* _Working data_:
----------------

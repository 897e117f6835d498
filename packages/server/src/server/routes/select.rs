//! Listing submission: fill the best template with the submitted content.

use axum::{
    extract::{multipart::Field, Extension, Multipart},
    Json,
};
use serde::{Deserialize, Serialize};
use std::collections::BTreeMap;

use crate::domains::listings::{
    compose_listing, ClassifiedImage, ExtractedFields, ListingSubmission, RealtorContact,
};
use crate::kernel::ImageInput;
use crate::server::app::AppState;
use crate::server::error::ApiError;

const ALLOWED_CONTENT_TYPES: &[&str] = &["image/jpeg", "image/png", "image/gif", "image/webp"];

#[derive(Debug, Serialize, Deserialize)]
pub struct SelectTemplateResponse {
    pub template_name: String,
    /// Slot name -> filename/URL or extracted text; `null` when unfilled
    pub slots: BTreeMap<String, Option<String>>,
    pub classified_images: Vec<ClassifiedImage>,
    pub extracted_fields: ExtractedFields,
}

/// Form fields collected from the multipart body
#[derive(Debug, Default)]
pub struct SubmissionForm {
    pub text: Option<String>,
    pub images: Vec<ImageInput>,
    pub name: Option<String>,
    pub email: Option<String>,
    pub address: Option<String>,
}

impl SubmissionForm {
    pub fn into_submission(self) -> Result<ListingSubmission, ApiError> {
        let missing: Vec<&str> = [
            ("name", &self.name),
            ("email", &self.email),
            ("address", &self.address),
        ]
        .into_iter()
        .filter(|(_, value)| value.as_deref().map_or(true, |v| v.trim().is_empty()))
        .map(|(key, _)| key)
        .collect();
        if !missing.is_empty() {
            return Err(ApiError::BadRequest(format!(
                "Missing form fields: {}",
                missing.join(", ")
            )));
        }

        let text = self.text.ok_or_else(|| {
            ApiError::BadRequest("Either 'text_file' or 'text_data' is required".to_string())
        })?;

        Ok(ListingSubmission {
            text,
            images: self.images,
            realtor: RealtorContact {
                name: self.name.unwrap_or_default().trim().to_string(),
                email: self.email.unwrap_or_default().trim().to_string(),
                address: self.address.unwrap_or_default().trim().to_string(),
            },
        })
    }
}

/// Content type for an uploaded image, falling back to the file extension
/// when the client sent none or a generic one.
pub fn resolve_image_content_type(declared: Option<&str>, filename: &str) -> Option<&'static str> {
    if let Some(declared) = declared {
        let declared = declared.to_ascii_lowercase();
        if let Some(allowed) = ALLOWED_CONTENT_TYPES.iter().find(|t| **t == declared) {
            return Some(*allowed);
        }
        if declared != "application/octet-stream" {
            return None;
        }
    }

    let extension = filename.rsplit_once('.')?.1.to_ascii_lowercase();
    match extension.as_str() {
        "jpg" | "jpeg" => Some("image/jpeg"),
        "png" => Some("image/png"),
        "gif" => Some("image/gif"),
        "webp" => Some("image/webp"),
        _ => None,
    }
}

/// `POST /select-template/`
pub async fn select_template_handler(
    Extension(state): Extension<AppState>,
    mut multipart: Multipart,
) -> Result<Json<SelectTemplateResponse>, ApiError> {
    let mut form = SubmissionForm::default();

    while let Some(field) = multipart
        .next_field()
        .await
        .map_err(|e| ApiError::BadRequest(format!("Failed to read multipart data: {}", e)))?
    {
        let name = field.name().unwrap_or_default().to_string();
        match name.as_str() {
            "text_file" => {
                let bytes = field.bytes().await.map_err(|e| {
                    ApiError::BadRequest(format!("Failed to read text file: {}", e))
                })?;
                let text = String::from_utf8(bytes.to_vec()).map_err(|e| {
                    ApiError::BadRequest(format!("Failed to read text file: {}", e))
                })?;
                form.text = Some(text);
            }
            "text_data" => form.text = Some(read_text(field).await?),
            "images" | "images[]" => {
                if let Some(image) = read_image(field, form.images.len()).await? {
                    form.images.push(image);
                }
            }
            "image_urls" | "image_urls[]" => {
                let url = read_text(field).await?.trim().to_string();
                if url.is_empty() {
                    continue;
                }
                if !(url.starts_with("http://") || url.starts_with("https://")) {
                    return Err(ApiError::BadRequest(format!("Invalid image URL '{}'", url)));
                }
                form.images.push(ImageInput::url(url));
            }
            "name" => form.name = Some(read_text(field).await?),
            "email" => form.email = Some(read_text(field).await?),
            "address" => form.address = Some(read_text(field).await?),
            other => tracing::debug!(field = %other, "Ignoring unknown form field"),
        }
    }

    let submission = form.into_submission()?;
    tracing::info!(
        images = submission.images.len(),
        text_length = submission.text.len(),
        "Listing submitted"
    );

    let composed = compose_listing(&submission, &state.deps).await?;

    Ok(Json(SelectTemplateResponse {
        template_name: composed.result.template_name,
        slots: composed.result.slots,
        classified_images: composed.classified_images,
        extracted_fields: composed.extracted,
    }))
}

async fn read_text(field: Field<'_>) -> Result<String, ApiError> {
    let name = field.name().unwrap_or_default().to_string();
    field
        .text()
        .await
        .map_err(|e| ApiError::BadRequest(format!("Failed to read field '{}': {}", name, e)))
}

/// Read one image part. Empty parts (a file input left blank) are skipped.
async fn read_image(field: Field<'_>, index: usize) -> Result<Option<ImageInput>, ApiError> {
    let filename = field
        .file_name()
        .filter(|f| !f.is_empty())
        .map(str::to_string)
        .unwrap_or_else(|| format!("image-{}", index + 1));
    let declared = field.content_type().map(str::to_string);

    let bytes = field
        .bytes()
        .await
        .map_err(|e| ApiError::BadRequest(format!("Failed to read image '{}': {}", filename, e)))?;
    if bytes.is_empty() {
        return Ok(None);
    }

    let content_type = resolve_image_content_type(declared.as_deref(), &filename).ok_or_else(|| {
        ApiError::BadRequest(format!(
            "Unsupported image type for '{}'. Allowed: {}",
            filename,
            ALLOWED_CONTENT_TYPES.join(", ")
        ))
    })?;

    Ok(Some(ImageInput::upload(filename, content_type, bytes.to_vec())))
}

----------------

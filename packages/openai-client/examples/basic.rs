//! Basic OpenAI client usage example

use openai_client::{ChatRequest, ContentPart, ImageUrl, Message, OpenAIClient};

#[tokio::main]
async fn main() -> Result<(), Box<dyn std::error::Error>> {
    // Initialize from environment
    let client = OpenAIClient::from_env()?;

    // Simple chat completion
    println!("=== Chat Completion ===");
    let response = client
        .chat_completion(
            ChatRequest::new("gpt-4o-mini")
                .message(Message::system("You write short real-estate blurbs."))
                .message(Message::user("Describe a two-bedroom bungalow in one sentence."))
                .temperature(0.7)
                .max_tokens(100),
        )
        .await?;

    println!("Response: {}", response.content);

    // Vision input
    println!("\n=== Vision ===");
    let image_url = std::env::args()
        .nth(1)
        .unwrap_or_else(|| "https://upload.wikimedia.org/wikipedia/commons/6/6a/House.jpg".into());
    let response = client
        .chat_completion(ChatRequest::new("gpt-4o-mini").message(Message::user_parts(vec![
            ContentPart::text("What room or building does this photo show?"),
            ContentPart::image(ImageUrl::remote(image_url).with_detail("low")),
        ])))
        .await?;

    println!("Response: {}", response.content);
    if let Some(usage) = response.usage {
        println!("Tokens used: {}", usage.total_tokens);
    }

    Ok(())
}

----------------

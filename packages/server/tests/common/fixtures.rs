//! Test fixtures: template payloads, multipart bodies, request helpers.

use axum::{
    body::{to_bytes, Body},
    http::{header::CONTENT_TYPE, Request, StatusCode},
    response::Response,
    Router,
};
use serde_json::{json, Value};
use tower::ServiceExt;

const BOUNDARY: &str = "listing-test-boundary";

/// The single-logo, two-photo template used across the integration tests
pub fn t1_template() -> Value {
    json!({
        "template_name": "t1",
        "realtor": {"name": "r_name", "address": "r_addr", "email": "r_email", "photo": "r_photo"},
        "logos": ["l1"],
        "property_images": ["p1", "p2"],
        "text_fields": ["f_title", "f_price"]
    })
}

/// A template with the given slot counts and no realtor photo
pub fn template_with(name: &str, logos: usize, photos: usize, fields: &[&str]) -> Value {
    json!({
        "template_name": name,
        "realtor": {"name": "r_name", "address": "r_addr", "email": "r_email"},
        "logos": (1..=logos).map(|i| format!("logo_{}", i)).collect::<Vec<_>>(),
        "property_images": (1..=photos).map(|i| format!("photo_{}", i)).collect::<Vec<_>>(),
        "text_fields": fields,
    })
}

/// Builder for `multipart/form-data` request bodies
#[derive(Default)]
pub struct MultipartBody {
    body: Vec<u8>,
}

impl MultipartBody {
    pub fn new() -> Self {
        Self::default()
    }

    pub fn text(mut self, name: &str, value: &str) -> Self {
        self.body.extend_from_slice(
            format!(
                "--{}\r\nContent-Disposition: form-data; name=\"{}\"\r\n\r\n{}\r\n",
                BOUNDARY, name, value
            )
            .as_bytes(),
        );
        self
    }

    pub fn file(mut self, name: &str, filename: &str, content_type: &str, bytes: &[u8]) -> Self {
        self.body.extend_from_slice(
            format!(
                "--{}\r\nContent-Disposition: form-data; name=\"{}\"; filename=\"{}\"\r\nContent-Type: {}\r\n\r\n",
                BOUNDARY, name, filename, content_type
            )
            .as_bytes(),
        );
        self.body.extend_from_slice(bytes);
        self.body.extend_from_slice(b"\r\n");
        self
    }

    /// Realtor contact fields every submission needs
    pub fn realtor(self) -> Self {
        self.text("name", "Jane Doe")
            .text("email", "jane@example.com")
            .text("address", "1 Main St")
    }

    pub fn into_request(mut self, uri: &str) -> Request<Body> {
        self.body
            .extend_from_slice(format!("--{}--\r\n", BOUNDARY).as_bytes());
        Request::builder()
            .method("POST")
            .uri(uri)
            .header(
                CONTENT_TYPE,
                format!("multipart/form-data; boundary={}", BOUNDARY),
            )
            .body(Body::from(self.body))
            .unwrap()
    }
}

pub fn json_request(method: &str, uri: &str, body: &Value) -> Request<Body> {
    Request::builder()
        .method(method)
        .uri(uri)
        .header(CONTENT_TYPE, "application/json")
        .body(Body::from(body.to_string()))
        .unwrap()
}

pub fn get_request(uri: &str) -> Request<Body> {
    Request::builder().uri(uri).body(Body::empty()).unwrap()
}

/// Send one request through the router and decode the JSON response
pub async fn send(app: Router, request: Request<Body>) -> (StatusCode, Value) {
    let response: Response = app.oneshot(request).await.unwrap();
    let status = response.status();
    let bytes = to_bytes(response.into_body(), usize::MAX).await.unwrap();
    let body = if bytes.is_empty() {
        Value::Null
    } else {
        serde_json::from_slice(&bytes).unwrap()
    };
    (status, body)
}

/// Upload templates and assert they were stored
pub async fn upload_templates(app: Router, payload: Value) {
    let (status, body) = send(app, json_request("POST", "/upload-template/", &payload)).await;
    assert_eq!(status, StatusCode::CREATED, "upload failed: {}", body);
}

----------------

* _Task to complete_: Please tally every line of the entries that holds "usage" and answer with that figure alone.

* _Exercise result_: 3